Monday, Aug. 26, 1929
Manganese & Diamonds
The work-roughened hand of the steelmaker joined figuratively last week with the delicate hand of the jeweler in a dance of delight. The Senate Finance Committee recommended tariff changes on items of vital concern to each.
Manganese. Hard and tough as the jaws of a rock breaker is steel containing manganese. Great U. S. steel companies search the world over for manganese ore, use some 675,000 tons of it per year. Free-listed in the tariff acts of 1909 and 1913, manganese ore was taxed 1 cent per lb. by the 1922 law to protect domestic production in 30 states.
U. S. steelmongers prefer foreign manganese ore. The domestic ore has a low metal content. Of the U. S. consumption, 95% is imported despite higher foreign prices. Last year the U. S. collected $8,065,155 in manganese ore tariffs.
What used to be the steel trust appeared last winter before the House Ways & Means Committee, declared that the 1922 tariff act had caused the steel industry to pay $45,000,000 in manganese duties without domestic production being benefited or improved. The House was asked to free-list this ore. The House refused.
Chairman of the metals subcommittee of the Senate Finance Committee is Senator David Aiken Reed of Pennsylvania, onetime attorney for U. S. Steel Corp. Well he knew what the steelman wanted. Also on the job was Pennsylvania's Joseph R Grundy, arch-lobbyist for manufacturers The sequence of recent events: 1) The Finance Committee by a vote of 7-to-4 first rearranged the manganese ore tariff on metal content, in effect increasing the duty above the 1 cent per Ib. level. 2) From Moscow came the announcement that U. S. Steel Corp. had signed a five-year contract with the Soviet for from 80,000 to 150,000 tons of Georgian manganese ore per annum. 3) Reconsidering, the Finance Committee reversed itself, voted 5-to-6 to free-list manganese ore, with a saving of between $5,000,000 and $6,000,000 in duties for U. S. Steel Corp., on its Russian contract alone.

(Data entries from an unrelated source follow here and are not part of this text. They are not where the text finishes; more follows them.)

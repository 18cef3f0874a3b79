//! Native bridge provider.
//!
//! When a desktop shell wraps the page it injects a `ZosNative` global
//! carrying a generic `invoke(command, payload) -> Promise` entry point,
//! the same host-object shape zOS uses for its other injected services.
//! This provider captures the object and its `invoke` function once at
//! detection and serves every capability through it for the session.

use js_sys::Function;
use serde::Serialize;
use wasm_bindgen::JsValue;
use wasm_bindgen_futures::JsFuture;

use zos_host::{HostError, OpenDialogOptions, SaveDialogOptions};

use crate::console;
use crate::probe;

// Native command names
const CMD_FS_READ: &str = "fs.read";
const CMD_FS_WRITE: &str = "fs.write";
const CMD_NOTIFICATION_SEND: &str = "notification.send";
const CMD_CLIPBOARD_READ: &str = "clipboard.read";
const CMD_CLIPBOARD_WRITE: &str = "clipboard.write";
const CMD_DIALOG_OPEN: &str = "dialog.open";
const CMD_DIALOG_SAVE: &str = "dialog.save";
const CMD_SHELL_OPEN: &str = "shell.open";

#[derive(Serialize)]
struct PathArgs<'a> {
    path: &'a str,
}

#[derive(Serialize)]
struct WriteArgs<'a> {
    path: &'a str,
    content: &'a str,
}

#[derive(Serialize)]
struct NotifyArgs<'a> {
    title: &'a str,
    body: Option<&'a str>,
}

#[derive(Serialize)]
struct ClipboardWriteArgs<'a> {
    text: &'a str,
}

#[derive(Serialize)]
struct ShellOpenArgs<'a> {
    url: &'a str,
}

/// Provider backed by the injected native bridge.
pub struct NativeBridge {
    /// The `ZosNative` object, used as `this` for invoke calls
    target: JsValue,
    /// The captured `invoke` function
    invoke_fn: Function,
}

impl NativeBridge {
    /// Capture the bridge from the global marker, if one is injected.
    pub fn from_global() -> Option<Self> {
        let (target, invoke_fn) = probe::find_native_marker()?;
        Some(Self { target, invoke_fn })
    }

    /// Build a bridge from an explicit target object and invoke function.
    ///
    /// Used by tests and by embedders that hold the bridge handle
    /// themselves instead of publishing it as a global.
    pub fn from_parts(target: JsValue, invoke_fn: Function) -> Self {
        Self { target, invoke_fn }
    }

    /// Invoke a named native command and await its promise.
    ///
    /// A synchronous throw and a rejected promise both surface as
    /// `HostUnavailable`; there is no fallback to browser behavior once the
    /// native provider is selected.
    async fn invoke(&self, command: &str, payload: &JsValue) -> Result<JsValue, HostError> {
        let result = self
            .invoke_fn
            .call2(&self.target, &JsValue::from_str(command), payload)
            .map_err(|e| {
                HostError::host_unavailable(format!("{} threw: {:?}", command, e))
            })?;

        // Promise::resolve flattens both plain values and thenables
        JsFuture::from(js_sys::Promise::resolve(&result))
            .await
            .map_err(|e| HostError::host_unavailable(format!("{} rejected: {:?}", command, e)))
    }

    /// Read file content through the bridge.
    pub async fn read_file(&self, path: &str) -> Result<String, HostError> {
        let result = self
            .invoke(CMD_FS_READ, &payload(&PathArgs { path }))
            .await?;
        Ok(result.as_string().unwrap_or_default())
    }

    /// Write file content through the bridge.
    pub async fn write_file(&self, path: &str, content: &str) -> Result<(), HostError> {
        self.invoke(CMD_FS_WRITE, &payload(&WriteArgs { path, content }))
            .await?;
        Ok(())
    }

    /// Send a notification through the bridge. Never fails the caller.
    pub async fn notify(&self, title: &str, body: Option<&str>) {
        if let Err(e) = self
            .invoke(CMD_NOTIFICATION_SEND, &payload(&NotifyArgs { title, body }))
            .await
        {
            console::log(&format!("notification dropped: {}", e));
        }
    }

    /// Write the clipboard through the bridge.
    pub async fn copy_to_clipboard(&self, text: &str) -> Result<(), HostError> {
        self.invoke(CMD_CLIPBOARD_WRITE, &payload(&ClipboardWriteArgs { text }))
            .await?;
        Ok(())
    }

    /// Read the clipboard through the bridge. An empty native clipboard
    /// reads as the empty string.
    pub async fn read_from_clipboard(&self) -> Result<String, HostError> {
        let result = self.invoke(CMD_CLIPBOARD_READ, &JsValue::NULL).await?;
        Ok(result.as_string().unwrap_or_default())
    }

    /// Show the native open dialog. Cancellation and bridge failure both
    /// resolve to an empty list; this operation never rejects.
    pub async fn show_open_dialog(&self, options: &OpenDialogOptions) -> Vec<String> {
        match self.invoke(CMD_DIALOG_OPEN, &payload(options)).await {
            Ok(result) => js_string_array(&result),
            Err(e) => {
                console::log(&format!("open dialog failed: {}", e));
                Vec::new()
            }
        }
    }

    /// Show the native save dialog. Cancellation and bridge failure both
    /// resolve to `None`; this operation never rejects.
    pub async fn show_save_dialog(&self, options: &SaveDialogOptions) -> Option<String> {
        match self.invoke(CMD_DIALOG_SAVE, &payload(options)).await {
            Ok(result) => result.as_string(),
            Err(e) => {
                console::log(&format!("save dialog failed: {}", e));
                None
            }
        }
    }

    /// Open a URL through the host shell. Never fails the caller.
    pub async fn open_external(&self, url: &str) {
        if let Err(e) = self
            .invoke(CMD_SHELL_OPEN, &payload(&ShellOpenArgs { url }))
            .await
        {
            console::log(&format!("shell open dropped: {}", e));
        }
    }
}

/// Serialize a command payload into a plain JS object.
fn payload<T: Serialize>(args: &T) -> JsValue {
    serde_json::to_string(args)
        .ok()
        .and_then(|json| js_sys::JSON::parse(&json).ok())
        .unwrap_or(JsValue::NULL)
}

/// Collect a JS string array, treating `null`/`undefined` as empty
/// (the bridge's cancellation shape).
fn js_string_array(value: &JsValue) -> Vec<String> {
    if value.is_undefined() || value.is_null() {
        return Vec::new();
    }

    js_sys::Array::from(value)
        .iter()
        .filter_map(|entry| entry.as_string())
        .collect()
}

Painful to hear were the protests U. S. manganese producers who charged that the Senate Republicans were favoring great Eastern corporations potent in politics. Connecticut's Senator Hiram Bingham was one of the two Republicans whose vote change caused the manganese rate change. His explanation: "The White House wanted it." Even high-tariff Chairman Reed Smoot, incensed at his committee's inconsistency, ironically observed that the market value of U. S. Steel stock had increased "only a hundred million dollars" after the last fortnight's slump precipitated by an increase of the Federal Reserve's rediscount rate.
Diamonds. Tormented are many U. S. customsmen and all legitimate jewelers by the smuggling of small, easily hidden precious stones. Honest diamond dealers, undersold by the smuggled article, have banded together into the American Jewelers Protective Association of which Meyer Rothschild of Manhattan is president. This organization, touchy and suspicious, cooperates with U. S. agents to prevent diamond smuggling, receives tips on smugglers, collects U. S. rewards for incentive to smuggle.
Last week Mr. Rothschild was in Europe investigating smugglers when the Finance Committee decided there was no U S. diamond industry to protect and taking Mr. Rothschild's advice in part, free-listed uncut diamonds, reduced the duty on cut stones from 20% to 10%.